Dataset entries
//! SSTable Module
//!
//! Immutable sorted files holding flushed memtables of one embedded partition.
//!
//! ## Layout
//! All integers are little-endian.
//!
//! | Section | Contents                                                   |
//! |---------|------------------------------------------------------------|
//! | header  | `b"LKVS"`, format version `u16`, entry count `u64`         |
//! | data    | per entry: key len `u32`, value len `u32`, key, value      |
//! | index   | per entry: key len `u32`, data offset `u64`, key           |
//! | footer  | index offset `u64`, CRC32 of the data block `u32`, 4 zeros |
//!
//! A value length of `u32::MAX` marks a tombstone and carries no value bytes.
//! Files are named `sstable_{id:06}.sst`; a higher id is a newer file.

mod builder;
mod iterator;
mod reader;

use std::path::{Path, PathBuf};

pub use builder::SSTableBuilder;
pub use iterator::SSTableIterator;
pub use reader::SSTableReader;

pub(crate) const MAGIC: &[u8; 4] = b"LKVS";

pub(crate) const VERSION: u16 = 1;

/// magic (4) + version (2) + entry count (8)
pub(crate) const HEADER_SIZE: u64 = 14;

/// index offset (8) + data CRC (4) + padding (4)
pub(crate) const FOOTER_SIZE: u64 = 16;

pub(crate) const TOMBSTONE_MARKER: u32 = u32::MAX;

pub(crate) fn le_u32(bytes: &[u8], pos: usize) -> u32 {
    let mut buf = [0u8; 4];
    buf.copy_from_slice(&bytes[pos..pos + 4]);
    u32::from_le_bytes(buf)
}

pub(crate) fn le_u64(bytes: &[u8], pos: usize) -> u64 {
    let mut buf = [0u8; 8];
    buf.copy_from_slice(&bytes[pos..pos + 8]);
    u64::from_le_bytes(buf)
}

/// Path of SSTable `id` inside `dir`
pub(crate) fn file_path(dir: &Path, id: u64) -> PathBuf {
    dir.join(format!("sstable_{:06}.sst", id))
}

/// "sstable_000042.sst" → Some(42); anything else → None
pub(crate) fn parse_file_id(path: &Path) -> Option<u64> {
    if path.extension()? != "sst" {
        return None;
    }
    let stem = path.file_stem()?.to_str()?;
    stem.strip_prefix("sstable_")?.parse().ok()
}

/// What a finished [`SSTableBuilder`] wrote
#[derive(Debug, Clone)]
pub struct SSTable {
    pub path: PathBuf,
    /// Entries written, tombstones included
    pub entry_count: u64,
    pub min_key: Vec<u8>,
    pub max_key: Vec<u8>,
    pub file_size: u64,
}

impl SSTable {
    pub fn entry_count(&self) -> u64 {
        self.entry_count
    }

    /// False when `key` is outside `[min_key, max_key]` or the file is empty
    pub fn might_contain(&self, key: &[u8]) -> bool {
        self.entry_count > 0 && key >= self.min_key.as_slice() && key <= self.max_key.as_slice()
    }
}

* * *

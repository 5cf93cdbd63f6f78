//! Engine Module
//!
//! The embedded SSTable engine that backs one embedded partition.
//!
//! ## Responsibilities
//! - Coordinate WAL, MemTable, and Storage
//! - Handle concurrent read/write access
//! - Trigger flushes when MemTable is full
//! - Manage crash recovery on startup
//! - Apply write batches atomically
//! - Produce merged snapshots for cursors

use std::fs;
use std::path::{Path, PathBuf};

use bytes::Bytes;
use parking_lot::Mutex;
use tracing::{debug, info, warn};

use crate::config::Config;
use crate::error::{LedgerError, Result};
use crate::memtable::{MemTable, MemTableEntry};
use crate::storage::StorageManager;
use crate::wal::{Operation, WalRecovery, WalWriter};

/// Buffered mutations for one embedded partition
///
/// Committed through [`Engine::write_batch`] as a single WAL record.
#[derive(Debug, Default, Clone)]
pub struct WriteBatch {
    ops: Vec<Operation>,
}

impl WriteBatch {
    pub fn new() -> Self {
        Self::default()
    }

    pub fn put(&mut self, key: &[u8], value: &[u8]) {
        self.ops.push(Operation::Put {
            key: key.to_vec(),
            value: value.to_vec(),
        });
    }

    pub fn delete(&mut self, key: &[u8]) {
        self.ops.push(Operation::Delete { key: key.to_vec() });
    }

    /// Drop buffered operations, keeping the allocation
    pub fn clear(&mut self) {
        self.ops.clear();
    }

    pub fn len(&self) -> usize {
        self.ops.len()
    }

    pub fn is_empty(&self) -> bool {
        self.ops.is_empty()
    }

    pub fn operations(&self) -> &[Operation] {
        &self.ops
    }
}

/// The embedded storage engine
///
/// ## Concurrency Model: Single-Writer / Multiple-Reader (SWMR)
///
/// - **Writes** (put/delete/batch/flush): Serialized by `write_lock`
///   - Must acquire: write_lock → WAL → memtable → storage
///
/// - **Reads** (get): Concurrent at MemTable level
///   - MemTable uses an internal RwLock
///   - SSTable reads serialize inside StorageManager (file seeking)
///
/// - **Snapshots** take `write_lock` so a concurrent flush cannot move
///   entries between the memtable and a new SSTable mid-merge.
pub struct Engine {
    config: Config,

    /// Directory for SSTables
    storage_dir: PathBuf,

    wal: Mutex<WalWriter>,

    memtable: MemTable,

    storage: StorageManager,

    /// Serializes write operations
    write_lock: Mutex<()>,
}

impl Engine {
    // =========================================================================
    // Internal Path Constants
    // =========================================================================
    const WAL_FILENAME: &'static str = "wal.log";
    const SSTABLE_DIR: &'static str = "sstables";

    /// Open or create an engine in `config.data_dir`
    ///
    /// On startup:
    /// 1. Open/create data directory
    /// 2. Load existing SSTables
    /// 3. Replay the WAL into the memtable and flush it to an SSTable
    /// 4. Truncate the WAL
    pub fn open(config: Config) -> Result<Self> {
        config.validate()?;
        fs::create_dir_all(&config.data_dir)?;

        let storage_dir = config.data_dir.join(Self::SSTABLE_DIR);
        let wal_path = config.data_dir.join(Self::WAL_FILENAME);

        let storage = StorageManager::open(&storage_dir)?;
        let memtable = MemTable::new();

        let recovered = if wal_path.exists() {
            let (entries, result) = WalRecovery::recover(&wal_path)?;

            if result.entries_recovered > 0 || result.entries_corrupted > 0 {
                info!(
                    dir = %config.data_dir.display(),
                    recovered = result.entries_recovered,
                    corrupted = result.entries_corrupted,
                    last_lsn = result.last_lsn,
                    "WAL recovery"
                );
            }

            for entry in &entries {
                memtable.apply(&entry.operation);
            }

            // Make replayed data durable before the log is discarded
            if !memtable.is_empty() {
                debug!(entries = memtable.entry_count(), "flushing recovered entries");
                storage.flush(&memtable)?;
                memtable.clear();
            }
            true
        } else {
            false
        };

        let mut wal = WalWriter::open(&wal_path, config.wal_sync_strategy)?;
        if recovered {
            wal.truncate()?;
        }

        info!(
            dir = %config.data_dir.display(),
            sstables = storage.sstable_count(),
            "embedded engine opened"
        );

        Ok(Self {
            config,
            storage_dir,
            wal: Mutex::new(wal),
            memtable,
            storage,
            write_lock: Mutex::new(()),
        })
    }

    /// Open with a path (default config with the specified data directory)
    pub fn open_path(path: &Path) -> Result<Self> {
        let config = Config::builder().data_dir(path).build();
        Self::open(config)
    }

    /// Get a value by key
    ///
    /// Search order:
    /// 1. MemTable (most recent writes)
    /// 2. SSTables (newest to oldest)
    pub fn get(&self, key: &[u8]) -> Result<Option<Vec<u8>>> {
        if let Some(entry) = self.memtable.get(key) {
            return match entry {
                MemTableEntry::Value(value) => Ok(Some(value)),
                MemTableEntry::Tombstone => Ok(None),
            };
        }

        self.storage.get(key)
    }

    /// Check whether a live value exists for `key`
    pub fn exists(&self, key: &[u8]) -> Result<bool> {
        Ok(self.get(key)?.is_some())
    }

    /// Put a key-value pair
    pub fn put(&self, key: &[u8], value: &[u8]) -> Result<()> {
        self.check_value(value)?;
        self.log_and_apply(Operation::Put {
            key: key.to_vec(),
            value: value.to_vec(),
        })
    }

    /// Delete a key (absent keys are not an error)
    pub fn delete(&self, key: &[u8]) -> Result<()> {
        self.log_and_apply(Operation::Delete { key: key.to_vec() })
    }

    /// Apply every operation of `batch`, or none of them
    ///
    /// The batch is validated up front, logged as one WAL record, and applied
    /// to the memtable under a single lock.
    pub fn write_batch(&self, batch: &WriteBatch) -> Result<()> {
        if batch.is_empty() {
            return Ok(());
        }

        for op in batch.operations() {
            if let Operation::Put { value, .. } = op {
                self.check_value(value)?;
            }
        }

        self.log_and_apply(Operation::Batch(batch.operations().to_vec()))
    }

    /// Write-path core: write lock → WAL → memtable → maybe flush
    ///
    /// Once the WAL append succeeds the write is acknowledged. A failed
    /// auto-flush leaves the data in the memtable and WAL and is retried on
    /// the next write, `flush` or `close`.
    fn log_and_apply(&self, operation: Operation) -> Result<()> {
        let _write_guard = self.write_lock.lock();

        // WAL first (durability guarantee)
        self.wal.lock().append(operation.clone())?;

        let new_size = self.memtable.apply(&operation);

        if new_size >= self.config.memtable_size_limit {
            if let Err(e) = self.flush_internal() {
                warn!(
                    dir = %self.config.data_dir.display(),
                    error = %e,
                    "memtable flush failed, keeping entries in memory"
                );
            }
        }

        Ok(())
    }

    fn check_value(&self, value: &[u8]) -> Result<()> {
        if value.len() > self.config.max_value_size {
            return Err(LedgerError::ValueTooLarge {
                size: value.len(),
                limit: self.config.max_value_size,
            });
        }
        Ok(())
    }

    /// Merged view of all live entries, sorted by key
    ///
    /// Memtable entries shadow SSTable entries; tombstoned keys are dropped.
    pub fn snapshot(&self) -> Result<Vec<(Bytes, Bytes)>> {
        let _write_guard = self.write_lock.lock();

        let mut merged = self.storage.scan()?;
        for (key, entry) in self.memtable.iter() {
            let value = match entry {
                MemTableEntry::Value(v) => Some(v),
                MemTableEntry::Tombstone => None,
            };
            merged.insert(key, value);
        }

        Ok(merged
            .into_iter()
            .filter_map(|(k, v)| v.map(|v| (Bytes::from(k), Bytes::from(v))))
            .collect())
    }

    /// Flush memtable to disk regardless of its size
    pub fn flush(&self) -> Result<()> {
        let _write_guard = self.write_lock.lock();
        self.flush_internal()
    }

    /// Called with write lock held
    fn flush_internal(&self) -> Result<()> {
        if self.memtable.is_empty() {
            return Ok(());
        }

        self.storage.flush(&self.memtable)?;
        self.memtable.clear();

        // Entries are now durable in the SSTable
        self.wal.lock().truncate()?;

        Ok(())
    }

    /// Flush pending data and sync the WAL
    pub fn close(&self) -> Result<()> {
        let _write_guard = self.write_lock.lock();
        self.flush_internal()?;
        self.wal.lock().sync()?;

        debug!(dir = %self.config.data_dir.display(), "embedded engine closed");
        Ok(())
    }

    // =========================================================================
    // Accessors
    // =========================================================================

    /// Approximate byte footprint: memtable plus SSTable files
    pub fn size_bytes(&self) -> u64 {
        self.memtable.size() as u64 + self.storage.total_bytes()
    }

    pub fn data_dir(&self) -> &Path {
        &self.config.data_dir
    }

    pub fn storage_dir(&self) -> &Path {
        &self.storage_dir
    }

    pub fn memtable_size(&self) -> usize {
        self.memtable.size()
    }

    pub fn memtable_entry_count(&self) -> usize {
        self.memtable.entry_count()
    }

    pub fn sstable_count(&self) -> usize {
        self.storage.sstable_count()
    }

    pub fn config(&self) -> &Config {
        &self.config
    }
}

§ **PROBLEM REQUIREMENTS**:
Among the lines of the data, some may include "inside" as a word or string; report how many, and nothing else.

§ **EXERCISE RESULT**:
2